School’s out
The school term doesn’t finish until lunchtime on Wednesday, but teacher training finished on Thursday, 11th July. At a farewell gathering at 2.30 pm that day, identity badges and laptops had to be handed in. The next day there was an overwhelming sense of tiredness, I slept for twelve hours in twenty-four.
Joining a school visit to Flanders and France last week, I talked to a colleague about the feeling of exhaustion. “Welcome to teaching,” she replied, “it will happen every year.”
Somewhere, I used to have a photograph of myself in tee shirt and shorts, sat on a Mediterranean beach, with a beach towel wrapped around me like a shawl. Despite the French August heat, I remember feeling cold and tired. Holiday colds were a frequent experience, it was as though bacteria, or germs, or viruses, or whatever they are, were waiting in ambush, as though a moment of relaxation meant lowering physiological defences and succumbing to an attack.
Probably due to waking up at 6.30 am French time in Lille each morning of the school trip, so as to be able to knock on student doors at seven o’clock and tell them it is time to stir, but my body clock has not changed. Generally waking before the alarm went at half past five each school day, I still awake and look at the clock at around 5.25.
I have a pile of TES magazines around two months high. The dates on the covers are not that important, the news is usually similar: budget pressures; staffs shortages; the absurdity of SATS; the iniquity of an education system that assesses teachers on the basis of GCSE results, as if there were nothing else in education that mattered (are GPs in poor communities paid on the basis of the health of their patients?). Reports on research findings and reflective essay pieces present ideas that are original and challenging.
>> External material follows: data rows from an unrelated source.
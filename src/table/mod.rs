//! Named tables and their CSV interchange files.
//!
//! A table is read once during export and written to `__data_<name>.csv`
//! inside the per-call scratch directory; the generated script loads it back
//! under the same name with `read.csv`.

use std::fmt;
use std::path::Path;

use crate::error::GgError;
use crate::script;

/// A single table value. `Null` serializes as `NA` so R reads it as missing.
#[derive(Debug, Clone, PartialEq)]
pub enum Cell {
    Int(i64),
    Float(f64),
    Bool(bool),
    Str(String),
    Null,
}

impl fmt::Display for Cell {
    fn fmt(&self, f: &mut fmt::Formatter<'_>) -> fmt::Result {
        match self {
            Cell::Int(v) => write!(f, "{v}"),
            Cell::Float(v) => write!(f, "{v}"),
            // R's type.convert recognizes the uppercase spellings as logical.
            Cell::Bool(true) => f.write_str("TRUE"),
            Cell::Bool(false) => f.write_str("FALSE"),
            Cell::Str(s) => f.write_str(s),
            Cell::Null => f.write_str("NA"),
        }
    }
}

impl From<i64> for Cell {
    fn from(v: i64) -> Self {
        Cell::Int(v)
    }
}

impl From<f64> for Cell {
    fn from(v: f64) -> Self {
        Cell::Float(v)
    }
}

impl From<bool> for Cell {
    fn from(v: bool) -> Self {
        Cell::Bool(v)
    }
}

impl From<&str> for Cell {
    fn from(v: &str) -> Self {
        Cell::Str(v.to_string())
    }
}

impl From<String> for Cell {
    fn from(v: String) -> Self {
        Cell::Str(v)
    }
}

/// A rectangular, row-major dataset with named columns.
///
/// # Examples
///
/// ```
/// use ggshow::{Cell, Table};
///
/// let mut t = Table::new(["x", "y"]);
/// t.push_row(vec![Cell::Int(1), Cell::Float(0.5)]).unwrap();
/// assert_eq!(t.n_rows(), 1);
/// ```
#[derive(Debug, Clone, Default, PartialEq)]
pub struct Table {
    columns: Vec<String>,
    rows: Vec<Vec<Cell>>,
}

impl Table {
    pub fn new<I, S>(columns: I) -> Self
    where
        I: IntoIterator<Item = S>,
        S: Into<String>,
    {
        Self {
            columns: columns.into_iter().map(Into::into).collect(),
            rows: Vec::new(),
        }
    }

    /// Append one row; it must be exactly as wide as the header.
    pub fn push_row(&mut self, row: Vec<Cell>) -> Result<(), GgError> {
        if row.len() != self.columns.len() {
            return Err(GgError::RaggedRow {
                row: self.rows.len(),
                got: row.len(),
                expected: self.columns.len(),
            });
        }
        self.rows.push(row);
        Ok(())
    }

    pub fn from_rows<I, S>(columns: I, rows: Vec<Vec<Cell>>) -> Result<Self, GgError>
    where
        I: IntoIterator<Item = S>,
        S: Into<String>,
    {
        let mut table = Self::new(columns);
        for row in rows {
            table.push_row(row)?;
        }
        Ok(table)
    }

    pub fn n_rows(&self) -> usize {
        self.rows.len()
    }

    pub fn n_cols(&self) -> usize {
        self.columns.len()
    }

    pub fn columns(&self) -> &[String] {
        &self.columns
    }

    /// Serialize as UTF-8 CSV, header row first.
    pub fn write_csv(&self, path: &Path) -> Result<(), GgError> {
        let mut writer = csv::Writer::from_path(path)?;
        writer.write_record(&self.columns)?;
        for row in &self.rows {
            writer.write_record(row.iter().map(Cell::to_string))?;
        }
        writer.flush()?;
        Ok(())
    }
}

/// Export every named table into `dir` and return the R statements that load
/// them back under their caller-visible names, in caller order.
pub(crate) fn export_tables(
    dir: &Path,
    tables: &[(String, Table)],
) -> Result<Vec<String>, GgError> {
    let mut loads = Vec::with_capacity(tables.len());
    for (name, table) in tables {
        if !is_r_identifier(name) {
            return Err(GgError::BadTableName(name.clone()));
        }
        let file = dir.join(format!("__data_{name}.csv"));
        table.write_csv(&file)?;
        loads.push(format!(
            "{name} <- read.csv({path}, as.is=TRUE)",
            path = script::r_string(&script::path_for_r(&file)),
        ));
    }
    Ok(loads)
}

// Close enough to R's identifier rules for a data frame name; anything
// fancier would need backticks in the generated script.
fn is_r_identifier(name: &str) -> bool {
    let mut chars = name.chars();
    matches!(chars.next(), Some(c) if c.is_ascii_alphabetic() || c == '.')
        && chars.all(|c| c.is_ascii_alphanumeric() || c == '.' || c == '_')
}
Dreams are still filled with imaginary classroom moments. Standing looking at PowerPoint slides that were meant to have been about countries that have won the football World Cup, and being in a classroom and realising that I have included no details of the countries, brings a waking awareness of the sense of vulnerability felt in teaching geography as a non-specialist teacher.
Perhaps there comes a point in the holidays where sleep returns to normal and where sub-conscious anxieties disappear. Hopefully, the experience of one teacher in a Belfast grammar school whom I knew will be avoided – in mid-August, he would become depressed that a new school year was about to start.